Mène-t-on le développement d'un tel domaine comme on mène le développement d'une ETI ?
Je me suis engagé dans ce projet avec un esprit d'entrepreneur : en m'endettant, en travaillant sur un business plan afin de rendre le domaine rentable... C'est une startup qu'il faut développer. Ce que l'on trouve de commun avec une ETI, c'est la créativité du produit, le process maîtrisé... Que ce soient des composants électroniques de Radiall ou des process de production viticole, cela revient au même. Sans oublier la dimension commerciale et marketing qui représente plus de 50% de ce qui construit la notoriété de la marque. On peut faire le meilleur vin du monde, si on ne fait pas en sorte qu'il soit connu, si on ne travaille pas son image, c'est très compliqué d'émerger. D'autant qu'il existe une forte compétition. Il ne faut pas oublier la gestion des ressources humaines, des outils digitaux... Voilà ce qui est commun à toute entreprise, quelle que soit sa taille. Et puis, il y a des choses très différentes. Le Château de Sannes c'est une petite entreprise de neuf personnes et je connais toutes les joies et les peines d'une TPE. Dès qu'un membre de l'équipe est absent, cela fait 10% de l'effectif en moins, si deux salariés se chamaillent, ça fait 20% de l'effectif qui ne va pas bien... Chez Radiall, nous sommes 3.500 personnes et je ne suis pas confronté à tout cela. Les problématiques existent bien sûr, mais l'entreprise est structurée pour y répondre. La beauté de cette petite TPE, c'est que je suis en direct sur tout, avec mes équipes. Aimant les gens et la nature, cela rend le projet encore plus beau, malgré les aléas.
Ce que vous vivez en tant que patron de TPE sert-il le patron d'ETI que vous êtes ?
Une TPE permet de retrouver les bases. Au sein de Radiall, l'organisation est faite de cadres intermédiaires, on perd un peu le contact du collaborateur. Avec le Château de Sannes, je suis aussi en direct avec l'environnement, avec les problématiques liées à l'énergie, à l'eau, à la pollution. J'étais déjà sensible à ces problématiques, je le suis davantage. Il faut être optimiste et enthousiaste lorsqu'on dirige une entreprise, mais il faut être aussi un peu paranoïaque.
Vous avez évidemment été confronté à l'augmentation du coût de l'énergie. Comment avez-vous fait face ?
Nous avons été impactés par l'augmentation des prix de l'énergie, du verre. Il a fallu faire du stock - ce que l'on ne veut pas forcément faire à ce moment-là car cela mobilise du cash, plus que prévu. C'est là où la paranoïa arrive... Comment répercuter tout cela sur le prix client, sachant que nous sommes dans une compétition mondiale ? J'ai toujours eu de la considération pour les patrons de TPE/PME que je voyais souvent au Medef.
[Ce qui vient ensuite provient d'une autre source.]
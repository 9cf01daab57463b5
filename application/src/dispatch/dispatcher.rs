//! Provider Dispatcher
//!
//! Runs one round of provider calls:
//!
//! - providers whose circuit refuses a permit are skipped
//! - parallel mode fans out on a [`JoinSet`] bounded by a semaphore;
//!   sequential mode chains providers, appending the previous answer
//! - each call has its own timeout and is retried (with exponential
//!   backoff) unless the error is non-retryable, the call is a half-open
//!   probe, or the failure just opened the circuit
//! - every failed call leaves a `timeout`/`error` stub in the outcome

use crate::clock;
use crate::config::DispatchParams;
use crate::ports::metrics::MetricsSink;
use crate::ports::progress::ProgressNotifier;
use crate::ports::provider::{Provider, ProviderError, ProviderReply};
use crate::dispatch::circuit_registry::CircuitBreakerRegistry;
use std::collections::HashSet;
use std::sync::Arc;
use std::time::{Duration, Instant};
use thiserror::Error;
use tokio::sync::Semaphore;
use tokio::task::JoinSet;
use tokio_util::sync::CancellationToken;
use tracing::{debug, info, warn};
use wallbounce_domain::{
    AnalysisRequest, CircuitPermit, CircuitState, ExecutionOptions, ProviderDescriptor, ProviderId,
    ProviderResponse,
};

#[derive(Error, Debug, Clone, Copy, PartialEq, Eq)]
#[error("Dispatch cancelled")]
pub struct DispatchCancelled;

/// Per-round context handed in by the consensus loop.
#[derive(Clone, Copy)]
pub struct DispatchRound<'a> {
    pub round: u32,
    /// Last successful answer of earlier rounds; seeds a sequential chain
    pub previous: Option<&'a ProviderResponse>,
    pub progress: &'a dyn ProgressNotifier,
    pub cancel: Option<&'a CancellationToken>,
}

/// Everything one round produced.
#[derive(Debug, Default)]
pub struct DispatchOutcome {
    /// One entry per admitted provider: the answer or a failure stub
    pub responses: Vec<ProviderResponse>,
    pub errors: Vec<(ProviderId, ProviderError)>,
    /// Providers refused by their circuit at dispatch time
    pub skipped: Vec<ProviderId>,
}

impl DispatchOutcome {
    pub fn successes(&self) -> usize {
        self.responses.iter().filter(|r| r.is_ok()).count()
    }

    fn record(
        &mut self,
        response: ProviderResponse,
        error: Option<ProviderError>,
        round: &DispatchRound<'_>,
    ) {
        round
            .progress
            .on_provider_complete(round.round, &response.provider, response.is_ok());
        if let Some(error) = error {
            self.errors.push((response.provider.clone(), error));
        }
        self.responses.push(response);
    }
}

pub struct ProviderDispatcher {
    providers: Vec<Arc<dyn Provider>>,
    circuits: Arc<CircuitBreakerRegistry>,
    params: DispatchParams,
    metrics: Arc<dyn MetricsSink>,
}

impl ProviderDispatcher {
    /// Providers are kept ordered by tier, then id.
    pub fn new(
        mut providers: Vec<Arc<dyn Provider>>,
        circuits: Arc<CircuitBreakerRegistry>,
        params: DispatchParams,
        metrics: Arc<dyn MetricsSink>,
    ) -> Self {
        providers.sort_by(|a, b| {
            let (a, b) = (a.descriptor(), b.descriptor());
            a.tier.cmp(&b.tier).then_with(|| a.id.cmp(&b.id))
        });
        Self {
            providers,
            circuits,
            params,
            metrics,
        }
    }

    pub fn configured(&self) -> usize {
        self.providers.len()
    }

    pub fn providers(&self) -> &[Arc<dyn Provider>] {
        &self.providers
    }

    pub fn descriptor(&self, id: &ProviderId) -> Option<&ProviderDescriptor> {
        self.providers
            .iter()
            .map(|p| p.descriptor())
            .find(|d| &d.id == id)
    }

    /// Providers not yet tried whose circuit would admit a call, in tier order.
    pub fn available(&self, exclude: &HashSet<ProviderId>, now: Instant) -> Vec<Arc<dyn Provider>> {
        self.providers
            .iter()
            .filter(|p| {
                let id = &p.descriptor().id;
                !exclude.contains(id) && self.circuits.is_available(id, now)
            })
            .cloned()
            .collect()
    }

    /// Run `batch` for `request`.
    ///
    /// Waits until every admitted call has answered, failed or timed out.
    pub async fn dispatch(
        &self,
        request: &AnalysisRequest,
        batch: &[Arc<dyn Provider>],
        round: DispatchRound<'_>,
    ) -> Result<DispatchOutcome, DispatchCancelled> {
        let now = clock::now();
        let mut outcome = DispatchOutcome::default();
        let mut admitted = Vec::with_capacity(batch.len());
        for provider in batch {
            let id = &provider.descriptor().id;
            match self.circuits.try_acquire(id, now) {
                Some(permit) => admitted.push((Arc::clone(provider), permit)),
                None => {
                    debug!(provider = %id, "Skipping provider with open circuit");
                    outcome.skipped.push(id.clone());
                }
            }
        }

        let ids: Vec<ProviderId> = admitted
            .iter()
            .map(|(p, _)| p.descriptor().id.clone())
            .collect();
        info!(
            request_id = %request.id(),
            round = round.round,
            providers = ?ids,
            parallel = request.options().parallel,
            "Dispatching round"
        );
        round.progress.on_round_start(round.round, &ids);

        let ctx = CallContext {
            timeout: request
                .options()
                .timeout
                .unwrap_or(self.params.provider_timeout),
            params: self.params,
            circuits: Arc::clone(&self.circuits),
            metrics: Arc::clone(&self.metrics),
        };

        if request.options().parallel {
            self.run_parallel(request, admitted, &ctx, &round, &mut outcome)
                .await?;
        } else {
            self.run_sequential(request, admitted, &ctx, &round, &mut outcome)
                .await?;
        }
        Ok(outcome)
    }

    async fn run_parallel(
        &self,
        request: &AnalysisRequest,
        admitted: Vec<(Arc<dyn Provider>, CircuitPermit)>,
        ctx: &CallContext,
        round: &DispatchRound<'_>,
        outcome: &mut DispatchOutcome,
    ) -> Result<(), DispatchCancelled> {
        let semaphore = Arc::new(Semaphore::new(self.params.max_concurrency.max(1)));
        let mut join_set = JoinSet::new();

        for (provider, permit) in admitted {
            let ctx = ctx.clone();
            let semaphore = Arc::clone(&semaphore);
            let prompt = request.prompt().to_string();
            let options = request.options().clone();

            join_set.spawn(async move {
                let _slot = semaphore.acquire_owned().await.ok();
                ctx.call(provider.as_ref(), &prompt, &options, permit).await
            });
        }

        loop {
            let joined = if let Some(token) = round.cancel {
                tokio::select! {
                    biased;
                    _ = token.cancelled() => {
                        join_set.abort_all();
                        return Err(DispatchCancelled);
                    }
                    joined = join_set.join_next() => joined,
                }
            } else {
                join_set.join_next().await
            };

            let Some(joined) = joined else {
                break;
            };

            match joined {
                Ok((response, error)) => outcome.record(response, error, round),
                Err(e) => warn!("Provider task join error: {}", e),
            }
        }
        Ok(())
    }

    async fn run_sequential(
        &self,
        request: &AnalysisRequest,
        admitted: Vec<(Arc<dyn Provider>, CircuitPermit)>,
        ctx: &CallContext,
        round: &DispatchRound<'_>,
        outcome: &mut DispatchOutcome,
    ) -> Result<(), DispatchCancelled> {
        let mut previous = round.previous.cloned();

        for (provider, permit) in admitted {
            let prompt = match &previous {
                Some(prev) => chain_prompt(request.prompt(), prev),
                None => request.prompt().to_string(),
            };
            let call = ctx.call(provider.as_ref(), &prompt, request.options(), permit);

            let (response, error) = if let Some(token) = round.cancel {
                tokio::select! {
                    biased;
                    _ = token.cancelled() => return Err(DispatchCancelled),
                    result = call => result,
                }
            } else {
                call.await
            };

            if response.is_ok() {
                previous = Some(response.clone());
            }
            outcome.record(response, error, round);
        }
        Ok(())
    }
}

/// Prompt for the next link of a sequential chain.
fn chain_prompt(prompt: &str, previous: &ProviderResponse) -> String {
    format!(
        "{}\n\n---\nPrevious analysis ({}):\n{}\n---\n\
         Check the analysis above, correct anything that is wrong, and give your own complete answer.",
        prompt, previous.provider, previous.content
    )
}

/// What a spawned call needs; cloned into each task.
#[derive(Clone)]
struct CallContext {
    timeout: Duration,
    params: DispatchParams,
    circuits: Arc<CircuitBreakerRegistry>,
    metrics: Arc<dyn MetricsSink>,
}

impl CallContext {
    async fn call(
        &self,
        provider: &dyn Provider,
        prompt: &str,
        options: &ExecutionOptions,
        permit: CircuitPermit,
    ) -> (ProviderResponse, Option<ProviderError>) {
        let descriptor = provider.descriptor();
        let id = &descriptor.id;
        let mut attempts = 0u32;

        loop {
            attempts += 1;
            let started = tokio::time::Instant::now();
            let result = match tokio::time::timeout(self.timeout, provider.execute(prompt, options)).await {
                Ok(result) => result,
                Err(_) => Err(ProviderError::Timeout(self.timeout)),
            };
            let elapsed = started.elapsed();

            let error = match result {
                Ok(reply) => {
                    self.circuits.record_success(id, clock::now());
                    self.metrics.record_provider_call(id, true, elapsed);
                    debug!(provider = %id, attempts, latency_ms = elapsed.as_millis() as u64, "Provider answered");
                    return (to_response(descriptor, reply, elapsed, attempts), None);
                }
                Err(error) => error,
            };

            let state = self.circuits.record_failure(id, clock::now());
            self.metrics.record_provider_call(id, false, elapsed);

            let retry = attempts <= self.params.max_retries
                && error.is_retryable()
                && permit == CircuitPermit::Normal
                && state == CircuitState::Closed;
            if !retry {
                warn!(provider = %id, attempts, error = %error, "Provider failed");
                let stub = if error.is_timeout() {
                    ProviderResponse::timeout(id.clone(), elapsed)
                } else {
                    ProviderResponse::error(id.clone(), error.to_string()).with_latency(elapsed)
                };
                return (stub.with_attempts(attempts), Some(error));
            }

            let backoff = self.params.backoff_for(attempts);
            debug!(
                provider = %id,
                attempt = attempts,
                backoff_ms = backoff.as_millis() as u64,
                error = %error,
                "Retrying provider"
            );
            tokio::time::sleep(backoff).await;
        }
    }
}

fn to_response(
    descriptor: &ProviderDescriptor,
    reply: ProviderReply,
    elapsed: Duration,
    attempts: u32,
) -> ProviderResponse {
    let latency = if reply.latency.is_zero() {
        elapsed
    } else {
        reply.latency
    };
    let cost = if reply.cost > 0.0 {
        reply.cost
    } else {
        descriptor.cost_for(reply.tokens.total())
    };
    let response = ProviderResponse::ok(descriptor.id.clone(), reply.content)
        .with_tokens(reply.tokens)
        .with_latency(latency)
        .with_cost(cost)
        .with_attempts(attempts);
    match reply.confidence {
        Some(confidence) => response.with_confidence(confidence),
        None => response,
    }
}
Il faut rappeler que ce sont des patrons qui prennent toutes les problématiques en direct. Il faut véritablement les écouter et faire en sorte que l'environnement s'améliore pour eux. Il faut aussi poursuivre une vraie simplification administrative, il est encore trop compliqué pour une petite entreprise de remplir des dossiers.
Les différentes crises vécues ces dernières années bousculent les business-modèles des entreprises et leurs dirigeants. Comment conserver la capacité à prendre de la hauteur sur les contextes de tensions, sur les réflexions stratégiques ?
On en vient à la notion de raison d'être. On a tous été transformés par la période Covid, avec une notion d'équilibre entre vie professionnelle et vie personnelle qui est devenue indispensable pour toutes les générations, pas seulement les jeunes générations. Au plus nous irons vers le plein emploi en France - ce qui me ravi car j'ai écrit un livre sur ce sujet (« Le cœur et le courage », NDLR) il y a quelques années - plus il y aura un rapport de force inversé, en faveur des salariés. Si un salarié n'est pas content, il démissionne et trouve un autre emploi dès le lendemain. Et ça me va bien car cela nous oblige, nous patrons, à être meilleurs. C'est cela aussi prendre en compte la raison d'être. Il faut intégrer le bien-être de la planète mais aussi celui des salariés. Chez Business Europe j'avais introduit les 3 P : people, prosperity, planet. Je ne connais pas un pays au monde ou un seul modèle qui n'aient pas développé le bien-être des personnes et la planète sans prospérité économique et donc sans entreprises rentables. Cela, il faut le réexpliquer en France.
Vous avez développé des offres culturelles, comme les concerts du Château de Sannes ou Vins et passions du Lubéron qui réunit des professionnels de l'appellation. Est-ce une façon de consolider le business-modèle ? Est-ce aussi une façon de participer à l'attractivité du territoire ?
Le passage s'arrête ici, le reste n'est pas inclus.